Do we really need Virtual Reality (VR) in education?

Virtual Reality (VR) provides student with an immersive learning experience like no other tool. It allows them to virtually set foot into the world of learning and explore

By Beas Dev Ralhan

Since the past decade, education and technology have become intertwined. This synergy has yielded excellent results all around the world. Technology has transformed education like never before. Today, students are quite comfortable with using technology as a learning tool. We have witnessed the revolution of online education and digital classrooms. Virtual reality is next in line.

Virtual reality was born to transform the video gaming industry. It has now started doing the same in the  education sector. It provides student with an immersive learning experience like no other tool. It allows them to virtually set foot into the world of learning and explore. The student can experience a 360º video shot or a 3D environment and learn.

So, do we really need Virtual Reality (VR) in education?

The theme here is ‘learning through experience’. We are all aware of several studies that have been conducted over the years which prove that students learn best by doing. Virtual reality takes the concepts out of books and makes them come alive.
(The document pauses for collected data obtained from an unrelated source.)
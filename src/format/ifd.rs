//! TIFF header, IFD and tag value parsing.
//!
//! Handles classic TIFF (32-bit offsets, 12-byte entries) and BigTIFF
//! (64-bit offsets, 20-byte entries) in either byte order. Only the handful
//! of tags the tiling decoder needs are named; everything else is carried
//! along as raw entries and ignored.

use bytes::Bytes;

use crate::error::TiffError;
use crate::io::RangeReader;

/// Number of bytes to read up front: enough for a BigTIFF header.
pub const HEADER_READ_SIZE: usize = 16;

// =============================================================================
// Tags
// =============================================================================

/// TIFF tag IDs used by the decoder.
#[derive(Debug, Clone, Copy, PartialEq, Eq)]
#[repr(u16)]
pub enum Tag {
    NewSubfileType = 254,
    ImageWidth = 256,
    ImageLength = 257,
    Compression = 259,
    ImageDescription = 270,
    TileWidth = 322,
    TileLength = 323,
    TileOffsets = 324,
    TileByteCounts = 325,
    JpegTables = 347,
}

/// Compression value for "new-style" JPEG.
pub const COMPRESSION_JPEG: u16 = 7;

// =============================================================================
// ByteOrder
// =============================================================================

/// Byte order declared by the first two bytes of the file.
#[derive(Debug, Clone, Copy, PartialEq, Eq)]
pub enum ByteOrder {
    /// "II"
    LittleEndian,
    /// "MM"
    BigEndian,
}

impl ByteOrder {
    #[inline]
    pub fn read_u16(self, bytes: &[u8]) -> u16 {
        let raw = [bytes[0], bytes[1]];
        match self {
            ByteOrder::LittleEndian => u16::from_le_bytes(raw),
            ByteOrder::BigEndian => u16::from_be_bytes(raw),
        }
    }

    #[inline]
    pub fn read_u32(self, bytes: &[u8]) -> u32 {
        let raw = [bytes[0], bytes[1], bytes[2], bytes[3]];
        match self {
            ByteOrder::LittleEndian => u32::from_le_bytes(raw),
            ByteOrder::BigEndian => u32::from_be_bytes(raw),
        }
    }

    #[inline]
    pub fn read_u64(self, bytes: &[u8]) -> u64 {
        let mut raw = [0u8; 8];
        raw.copy_from_slice(&bytes[..8]);
        match self {
            ByteOrder::LittleEndian => u64::from_le_bytes(raw),
            ByteOrder::BigEndian => u64::from_be_bytes(raw),
        }
    }
}

// =============================================================================
// Header
// =============================================================================

/// Parsed TIFF file header.
#[derive(Debug, Clone, Copy, PartialEq, Eq)]
pub struct TiffHeader {
    pub byte_order: ByteOrder,
    pub is_bigtiff: bool,
    pub first_ifd_offset: u64,
}

impl TiffHeader {
    /// Parse the header from the first bytes of the file.
    pub fn parse(bytes: &[u8], file_size: u64) -> Result<Self, TiffError> {
        if bytes.len() < 8 {
            return Err(TiffError::FileTooSmall {
                required: 8,
                actual: bytes.len() as u64,
            });
        }

        let byte_order = match [bytes[0], bytes[1]] {
            [b'I', b'I'] => ByteOrder::LittleEndian,
            [b'M', b'M'] => ByteOrder::BigEndian,
            _ => return Err(TiffError::InvalidMagic(u16::from_le_bytes([bytes[0], bytes[1]]))),
        };

        let (is_bigtiff, first_ifd_offset) = match byte_order.read_u16(&bytes[2..4]) {
            42 => (false, byte_order.read_u32(&bytes[4..8]) as u64),
            43 => {
                if bytes.len() < 16 {
                    return Err(TiffError::FileTooSmall {
                        required: 16,
                        actual: bytes.len() as u64,
                    });
                }
                let offset_size = byte_order.read_u16(&bytes[4..6]);
                if offset_size != 8 {
                    return Err(TiffError::InvalidTagValue {
                        tag: "BigTIFF offset size",
                        message: format!("expected 8, got {}", offset_size),
                    });
                }
                (true, byte_order.read_u64(&bytes[8..16]))
            }
            version => return Err(TiffError::InvalidVersion(version)),
        };

        if first_ifd_offset >= file_size {
            return Err(TiffError::InvalidIfdOffset(first_ifd_offset));
        }

        Ok(Self {
            byte_order,
            is_bigtiff,
            first_ifd_offset,
        })
    }

    #[inline]
    fn entry_size(&self) -> usize {
        if self.is_bigtiff {
            20
        } else {
            12
        }
    }

    #[inline]
    fn count_size(&self) -> usize {
        if self.is_bigtiff {
            8
        } else {
            2
        }
    }

    /// Width of offsets and of the inline value field.
    #[inline]
    fn offset_size(&self) -> usize {
        if self.is_bigtiff {
            8
        } else {
            4
        }
    }

    fn read_offset(&self, bytes: &[u8]) -> u64 {
        if self.is_bigtiff {
            self.byte_order.read_u64(bytes)
        } else {
            self.byte_order.read_u32(bytes) as u64
        }
    }
}

// =============================================================================
// IFD entries
// =============================================================================

/// Size in bytes of one value of a TIFF field type.
fn field_type_size(field_type: u16) -> Option<usize> {
    match field_type {
        1 | 2 | 6 | 7 => Some(1), // BYTE, ASCII, SBYTE, UNDEFINED
        3 | 8 => Some(2),         // SHORT, SSHORT
        4 | 9 | 13 => Some(4),    // LONG, SLONG, IFD
        5 | 10 | 12 => Some(8),   // RATIONAL, SRATIONAL, DOUBLE
        11 => Some(4),            // FLOAT
        16 | 17 | 18 => Some(8),  // LONG8, SLONG8, IFD8
        _ => None,
    }
}

/// One raw IFD entry.
///
/// `value_field` holds the inline value bytes (or the offset to them), exactly
/// as stored in the file.
#[derive(Debug, Clone, PartialEq, Eq)]
pub struct IfdEntry {
    pub tag: u16,
    pub field_type: u16,
    pub count: u64,
    pub(crate) value_field: [u8; 8],
}

impl IfdEntry {
    /// Total size of the value in bytes, if the field type is known.
    pub fn byte_len(&self) -> Option<u64> {
        field_type_size(self.field_type).and_then(|s| (s as u64).checked_mul(self.count))
    }

    fn is_inline(&self, header: &TiffHeader) -> bool {
        self.byte_len()
            .is_some_and(|len| len <= header.offset_size() as u64)
    }

    fn value_offset(&self, header: &TiffHeader) -> u64 {
        header.read_offset(&self.value_field)
    }
}

/// A parsed Image File Directory.
#[derive(Debug, Clone)]
pub struct Ifd {
    pub entries: Vec<IfdEntry>,
    pub next_ifd_offset: u64,
}

impl Ifd {
    /// Read the IFD at `offset`.
    pub async fn read<R: RangeReader + ?Sized>(
        reader: &R,
        header: &TiffHeader,
        offset: u64,
    ) -> Result<Self, TiffError> {
        let count_size = header.count_size();
        let count_bytes = reader.read_exact_at(offset, count_size).await?;
        let entry_count = if header.is_bigtiff {
            header.byte_order.read_u64(&count_bytes)
        } else {
            header.byte_order.read_u16(&count_bytes) as u64
        };

        let body_len = (entry_count as usize)
            .checked_mul(header.entry_size())
            .and_then(|n| n.checked_add(header.offset_size()))
            .ok_or(TiffError::InvalidIfdOffset(offset))?;
        let body = reader
            .read_exact_at(offset + count_size as u64, body_len)
            .await?;

        Ok(Self::parse(&body, entry_count as usize, header))
    }

    /// Parse `entry_count` entries followed by the next-IFD offset.
    fn parse(body: &[u8], entry_count: usize, header: &TiffHeader) -> Self {
        let order = header.byte_order;
        let entry_size = header.entry_size();
        let offset_size = header.offset_size();

        let entries = (0..entry_count)
            .map(|i| {
                let e = &body[i * entry_size..(i + 1) * entry_size];
                let count = if header.is_bigtiff {
                    order.read_u64(&e[4..12])
                } else {
                    order.read_u32(&e[4..8]) as u64
                };
                let mut value_field = [0u8; 8];
                value_field[..offset_size].copy_from_slice(&e[entry_size - offset_size..]);
                IfdEntry {
                    tag: order.read_u16(&e[0..2]),
                    field_type: order.read_u16(&e[2..4]),
                    count,
                    value_field,
                }
            })
            .collect();

        let next = &body[entry_count * entry_size..entry_count * entry_size + offset_size];
        Self {
            entries,
            next_ifd_offset: header.read_offset(next),
        }
    }

    /// Find an entry by tag.
    pub fn entry(&self, tag: Tag) -> Option<&IfdEntry> {
        self.entries.iter().find(|e| e.tag == tag as u16)
    }

    /// Read a single unsigned value stored inline (the common case for
    /// dimensions, tile sizes and compression).
    pub fn inline_unsigned(&self, tag: Tag, header: &TiffHeader) -> Option<u64> {
        let entry = self.entry(tag)?;
        if entry.count == 0 || !entry.is_inline(header) {
            return None;
        }
        let order = header.byte_order;
        match entry.field_type {
            1 => Some(entry.value_field[0] as u64),
            3 => Some(order.read_u16(&entry.value_field) as u64),
            4 => Some(order.read_u32(&entry.value_field) as u64),
            16 => Some(order.read_u64(&entry.value_field)),
            _ => None,
        }
    }
}

// =============================================================================
// Value reading
// =============================================================================

/// Read the raw value bytes of an entry, inline or from its offset.
pub async fn read_entry_bytes<R: RangeReader + ?Sized>(
    reader: &R,
    header: &TiffHeader,
    entry: &IfdEntry,
) -> Result<Bytes, TiffError> {
    let len = entry
        .byte_len()
        .ok_or_else(|| TiffError::InvalidTagValue {
            tag: "entry",
            message: format!("unknown field type {}", entry.field_type),
        })?;

    if entry.is_inline(header) {
        return Ok(Bytes::copy_from_slice(&entry.value_field[..len as usize]));
    }

    let bytes = reader
        .read_exact_at(entry.value_offset(header), len as usize)
        .await?;
    Ok(bytes)
}

/// Read an array of SHORT, LONG or LONG8 values as u64.
///
/// The whole array is fetched in one range read.
pub async fn read_unsigned_array<R: RangeReader + ?Sized>(
    reader: &R,
    header: &TiffHeader,
    entry: &IfdEntry,
    tag: &'static str,
) -> Result<Vec<u64>, TiffError> {
    let bytes = read_entry_bytes(reader, header, entry).await?;
    let order = header.byte_order;

    let values = match entry.field_type {
        3 => bytes.chunks_exact(2).map(|c| order.read_u16(c) as u64).collect(),
        4 => bytes.chunks_exact(4).map(|c| order.read_u32(c) as u64).collect(),
        16 => bytes.chunks_exact(8).map(|c| order.read_u64(c)).collect(),
        other => {
            return Err(TiffError::InvalidTagValue {
                tag,
                message: format!("expected SHORT, LONG or LONG8, got field type {}", other),
            })
        }
    };
    Ok(values)
}

/// Read an ASCII value, trimming the trailing NUL.
pub async fn read_ascii<R: RangeReader + ?Sized>(
    reader: &R,
    header: &TiffHeader,
    entry: &IfdEntry,
) -> Result<String, TiffError> {
    let bytes = read_entry_bytes(reader, header, entry).await?;
    let text = String::from_utf8_lossy(&bytes);
    Ok(text.trim_end_matches('\0').to_string())
}

// =============================================================================
// Tests
// =============================================================================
Though virtual reality is still in its infancy, it has had a huge impact on the education sector all around the world. inMediaStudio, a Spanish digital company has created the ‘Immersive Worlds’ project that implements immersive learning strategies. Here, students can engage in a virtual seabed environment to learn marine biology. It works like this — the teacher will transfer the concepts as scenarios onto students’ tablets from her own tablet. The students, using their virtual reality glasses, will experience these concepts on their tablets as if they are present in that environment.

There are no books or blackboards in such classrooms. Though the environment is virtual, the learning is real.

Smartphones have also given virtual reality a much–needed push. Google Cardboard, unveiled in 2014, was developed to bring the virtual reality technology to smartphones. It is equipped with optical lenses, magnets and clamps to hold a smartphone. It is lightweight, cheap to produce and is made of regular cardboard. Thanks to its low cost and the ever-increasing popularity of smartphones, virtual reality is starting to make huge strides in the education sector.

Other virtual and augmented reality devices like Google Glass and Oculus Rift have also been making a big splash in the education sector and have got people talking about their possibilities.

Virtual reality makes learning much more interactive. In fact, its three fundamental features are immersion, imagination and interaction. It helps large groups of students to immerse in learning, interact with each other in an imaginative three-dimensional environment. Students can help each other, and investigate and solve problems together. Virtual reality provides a movie-like environment in which each student is the protagonist of their own movie.

Thanks to virtual reality, students can now move across geography and time. They can virtually teleport themselves to explore the Himalayan peaks or the depths of the Indian ocean. They can travel back into the past and watch historical battles.

The possibilities are endless

We are on the verge of a new revolution. Soon enough, virtual reality is going to take the education sector by storm. And I am certain that in the coming years, virtual and augmented reality will present more and more groundbreaking ways to educate students.